== Try it ==
Each line below should be copied exactly as it stands.

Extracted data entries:

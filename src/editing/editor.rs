use crate::editing::prompt::build_edit_prompt;
use crate::llm::LLMClient;
use crate::types::Result;
use std::sync::Arc;

/// Separator appended to each edited chunk so reassembled chunks stay
/// visually apart.
pub const CHUNK_SEPARATOR: &str = "\n\n";

/// Edit client: one generation request per chunk.
#[derive(Clone)]
pub struct CopyEditor {
    client: Arc<dyn LLMClient>,
}

impl CopyEditor {
    pub fn new(client: Arc<dyn LLMClient>) -> Self {
        Self { client }
    }

    pub fn model_name(&self) -> &str {
        self.client.model_name()
    }

    /// Health probe gating a run: service reachable and model installed.
    pub async fn ensure_available(&self) -> Result<()> {
        self.client.health_check().await
    }

    /// Copy-edit one chunk. The result is trimmed and terminated by
    /// [`CHUNK_SEPARATOR`].
    pub async fn edit(&self, text: &str) -> Result<String> {
        let prompt = build_edit_prompt(text);
        let response = self.client.generate(&prompt).await?;
        Ok(format!("{}{}", response.trim(), CHUNK_SEPARATOR))
    }
}
//! Copy-editing instructions sent with every chunk.

/// Marker replaced by the chunk text.
const TEXT_PLACEHOLDER: &str = "{text}";

const EDIT_PROMPT_TEMPLATE: &str = "\
Please act as a professional copy editor. Edit the following text according to these rules:
1. Follow the Chicago Manual of Style for writing numbers, capitalization, headers, and punctuation
2. Correct any obvious factual mistakes or inconsistencies
3. Maintain the original voice and style of the writing
4. Format quotes as ASCII directional quotes
5. Fix spelling, grammar, and punctuation errors
6. Only make necessary changes - do not rewrite content that is already correct

Here is the text to edit:

{text}

Please provide only the edited text without any explanations or comments.";

/// Build the full prompt for one chunk. The chunk is inserted verbatim.
pub fn build_edit_prompt(text: &str) -> String {
    // Only the template's own placeholder is substituted
    EDIT_PROMPT_TEMPLATE.replacen(TEXT_PLACEHOLDER, text, 1)
}
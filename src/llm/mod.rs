//! LLM Client Abstractions
//!
//! The copy editor reaches the text-generation backend through the
//! [`LLMClient`] trait. The only backend shipped is a local Ollama server,
//! spoken to over its REST API:
//!
//! - `GET /` - liveness
//! - `POST /api/show` - model lookup, used by the health probe
//! - `POST /api/generate` - one non-streaming completion per call
//!
//! # Example
//!
//! ```ignore
//! use copyedit::llm::{GenerationOptions, LLMClient, OllamaClient};
//!
//! let client = OllamaClient::new(
//!     "http://localhost:11434".to_string(),
//!     "llama3.2".to_string(),
//!     GenerationOptions::default(),
//! )?;
//! client.health_check().await?;
//! let text = client.generate("Fix: teh cat").await?;
//! ```

/// Core LLM client trait and generation options.
pub mod client;
/// Ollama REST client.
pub mod ollama;

pub use client::{GenerationOptions, LLMClient};
pub use ollama::OllamaClient;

== Result of the task ==
filename src/editing/editor.rs
use crate::editing::prompt::build_edit_prompt;
use crate::llm::LLMClient;
use crate::types::Result;
use std::sync::Arc;

/// Separator appended to each edited chunk so reassembled chunks stay
/// visually apart.
pub const CHUNK_SEPARATOR: &str = "\n\n";

/// Edit client: one generation request per chunk.
#[derive(Clone)]
pub struct CopyEditor {
    client: Arc<dyn LLMClient>,
}

impl CopyEditor {
    pub fn new(client: Arc<dyn LLMClient>) -> Self {
        Self { client }
    }

    pub fn model_name(&self) -> &str {
        self.client.model_name()
    }

    /// Health probe gating a run: service reachable and model installed.
    pub async fn ensure_available(&self) -> Result<()> {
        self.client.health_check().await
    }

    /// Copy-edit one chunk. The result is trimmed and terminated by
    /// [`CHUNK_SEPARATOR`].
    pub async fn edit(&self, text: &str) -> Result<String> {
        let prompt = build_edit_prompt(text);
        let response = self.client.generate(&prompt).await?;
        Ok(format!("{}{}", response.trim(), CHUNK_SEPARATOR))
    }
}
//! Copy-editing instructions sent with every chunk.

/// Marker replaced by the chunk text.
const TEXT_PLACEHOLDER: &str = "{text}";

const EDIT_PROMPT_TEMPLATE: &str = "\
Please act as a professional copy editor. Edit the following text according to these rules:
1. Follow the Chicago Manual of Style for writing numbers, capitalization, headers, and punctuation
2. Correct any obvious factual mistakes or inconsistencies
3. Maintain the original voice and style of the writing
4. Format quotes as ASCII directional quotes
5. Fix spelling, grammar, and punctuation errors
6. Only make necessary changes - do not rewrite content that is already correct

Here is the text to edit:

{text}

Please provide only the edited text without any explanations or comments.";

/// Build the full prompt for one chunk. The chunk is inserted verbatim.
pub fn build_edit_prompt(text: &str) -> String {
    // Only the template's own placeholder is substituted
    EDIT_PROMPT_TEMPLATE.replacen(TEXT_PLACEHOLDER, text, 1)
}
filename src/llm/mod.rs
//! LLM Client Abstractions
//!
//! The copy editor reaches the text-generation backend through the
//! [`LLMClient`] trait. The only backend shipped is a local Ollama server,
//! spoken to over its REST API:
//!
//! - `GET /` - liveness
//! - `POST /api/show` - model lookup, used by the health probe
//! - `POST /api/generate` - one non-streaming completion per call
//!
//! # Example
//!
//! ```ignore
//! use copyedit::llm::{GenerationOptions, LLMClient, OllamaClient};
//!
//! let client = OllamaClient::new(
//!     "http://localhost:11434".to_string(),
//!     "llama3.2".to_string(),
//!     GenerationOptions::default(),
//! )?;
//! client.health_check().await?;
//! let text = client.generate("Fix: teh cat").await?;
//! ```

/// Core LLM client trait and generation options.
pub mod client;
/// Ollama REST client.
pub mod ollama;

pub use client::{GenerationOptions, LLMClient};
pub use ollama::OllamaClient;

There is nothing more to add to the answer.